● **TASK STATEMENT**
Write out each entry once more so that it matches the original exactly.

---------- MATERIAL FOR THIS TASK ----------

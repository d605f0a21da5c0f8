use std::{
    path::{Path, PathBuf},
    process::Stdio,
};

use anyhow::{bail, Result};
use sysinfo::{get_current_pid, Pid, Process, ProcessesToUpdate, Signal, System};
use tracing::{info, warn};

/// Finds running daemons. Those are either the daemon executable or the cli running `serve`.
fn find_daemons<'a>(system: &'a System, daemon: &Path, cli: &Path) -> Vec<(&'a Pid, &'a Process)> {
    let Ok(current_id) = get_current_pid() else {
        return vec![];
    };
    system
        .processes()
        .iter()
        .filter(|(pid, _)| **pid != current_id)
        .filter(|(_, process)| !matches!(process.parent(), Some(p) if p == current_id))
        .filter(|(_, process)| match process.exe().filter(|v| v.exists()) {
            Some(exe) if exe == daemon => true,
            Some(exe) if exe == cli => process.cmd().iter().any(|v| v == "serve"),
            _ => false,
        })
        .collect()
}

pub fn kill_previous_servers(daemon: &Path, cli: &Path) {
    let system = System::new_all();
    for (pid, process) in find_daemons(&system, daemon, cli) {
        info!("Stopping daemon {pid}");
        // This will forcefully terminate the process on Windows. Anything better will require a
        // lot more work.
        if process.kill_with(Signal::Term).is_none() {
            process.kill();
        }
        process.wait();
    }
}

/// Sends `signal` to every running daemon. Returns the amount of daemons that got it.
pub fn signal_daemons(daemon: &Path, cli: &Path, signal: Signal) -> usize {
    let system = System::new_all();
    let mut signaled = 0;
    for (pid, process) in find_daemons(&system, daemon, cli) {
        match process.kill_with(signal) {
            Some(true) => signaled += 1,
            Some(false) => warn!("Failed to send {signal:?} to {pid}"),
            None => warn!("{signal:?} is not supported on this platform"),
        }
    }
    signaled
}

/// Whether a process with `pid` still exists. Used to tell a live daemon's files from leftovers.
pub fn is_process_alive(pid: u32) -> bool {
    let pid = Pid::from_u32(pid);
    let mut system = System::new();
    system.refresh_processes(ProcessesToUpdate::Some(&[pid]), true);
    system.process(pid).is_some()
}

/// Intended for shutting down previous daemons and starting a new one. The daemon executable
/// detaches itself, so this only waits for the detaching part.
pub fn restart_server(daemon: PathBuf, cli: &Path, dir: Option<&Path>, api_url: &str) -> Result<()> {
    kill_previous_servers(&daemon, cli);
    let mut command = std::process::Command::new(&daemon);
    command.args(["--api-url", api_url]);
    if let Some(dir) = dir {
        command.arg("--dir").arg(dir);
    }
    command.stdin(Stdio::null());

    println!("Spawning");
    let status = command.status()?;
    if !status.success() {
        bail!("Daemon {daemon:?} exited with {status}");
    }
    println!("Success");
    Ok(())
}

----------

● **ANSWER BOX**
repository d605f0a21da5c0f8
use std::{
    path::{Path, PathBuf},
    process::Stdio,
};

use anyhow::{bail, Result};
use sysinfo::{get_current_pid, Pid, Process, ProcessesToUpdate, Signal, System};
use tracing::{info, warn};

/// Finds running daemons. Those are either the daemon executable or the cli running `serve`.
fn find_daemons<'a>(system: &'a System, daemon: &Path, cli: &Path) -> Vec<(&'a Pid, &'a Process)> {
    let Ok(current_id) = get_current_pid() else {
        return vec![];
    };
    system
        .processes()
        .iter()
        .filter(|(pid, _)| **pid != current_id)
        .filter(|(_, process)| !matches!(process.parent(), Some(p) if p == current_id))
        .filter(|(_, process)| match process.exe().filter(|v| v.exists()) {
            Some(exe) if exe == daemon => true,
            Some(exe) if exe == cli => process.cmd().iter().any(|v| v == "serve"),
            _ => false,
        })
        .collect()
}

pub fn kill_previous_servers(daemon: &Path, cli: &Path) {
    let system = System::new_all();
    for (pid, process) in find_daemons(&system, daemon, cli) {
        info!("Stopping daemon {pid}");
        // This will forcefully terminate the process on Windows. Anything better will require a
        // lot more work.
        if process.kill_with(Signal::Term).is_none() {
            process.kill();
        }
        process.wait();
    }
}

/// Sends `signal` to every running daemon. Returns the amount of daemons that got it.
pub fn signal_daemons(daemon: &Path, cli: &Path, signal: Signal) -> usize {
    let system = System::new_all();
    let mut signaled = 0;
    for (pid, process) in find_daemons(&system, daemon, cli) {
        match process.kill_with(signal) {
            Some(true) => signaled += 1,
            Some(false) => warn!("Failed to send {signal:?} to {pid}"),
            None => warn!("{signal:?} is not supported on this platform"),
        }
    }
    signaled
}

/// Whether a process with `pid` still exists. Used to tell a live daemon's files from leftovers.
pub fn is_process_alive(pid: u32) -> bool {
    let pid = Pid::from_u32(pid);
    let mut system = System::new();
    system.refresh_processes(ProcessesToUpdate::Some(&[pid]), true);
    system.process(pid).is_some()
}

/// Intended for shutting down previous daemons and starting a new one. The daemon executable
/// detaches itself, so this only waits for the detaching part.
pub fn restart_server(daemon: PathBuf, cli: &Path, dir: Option<&Path>, api_url: &str) -> Result<()> {
    kill_previous_servers(&daemon, cli);
    let mut command = std::process::Command::new(&daemon);
    command.args(["--api-url", api_url]);
    if let Some(dir) = dir {
        command.arg("--dir").arg(dir);
    }
    command.stdin(Stdio::null());

    println!("Spawning");
    let status = command.status()?;
    if !status.success() {
        bail!("Daemon {daemon:?} exited with {status}");
    }
    println!("Success");
    Ok(())
}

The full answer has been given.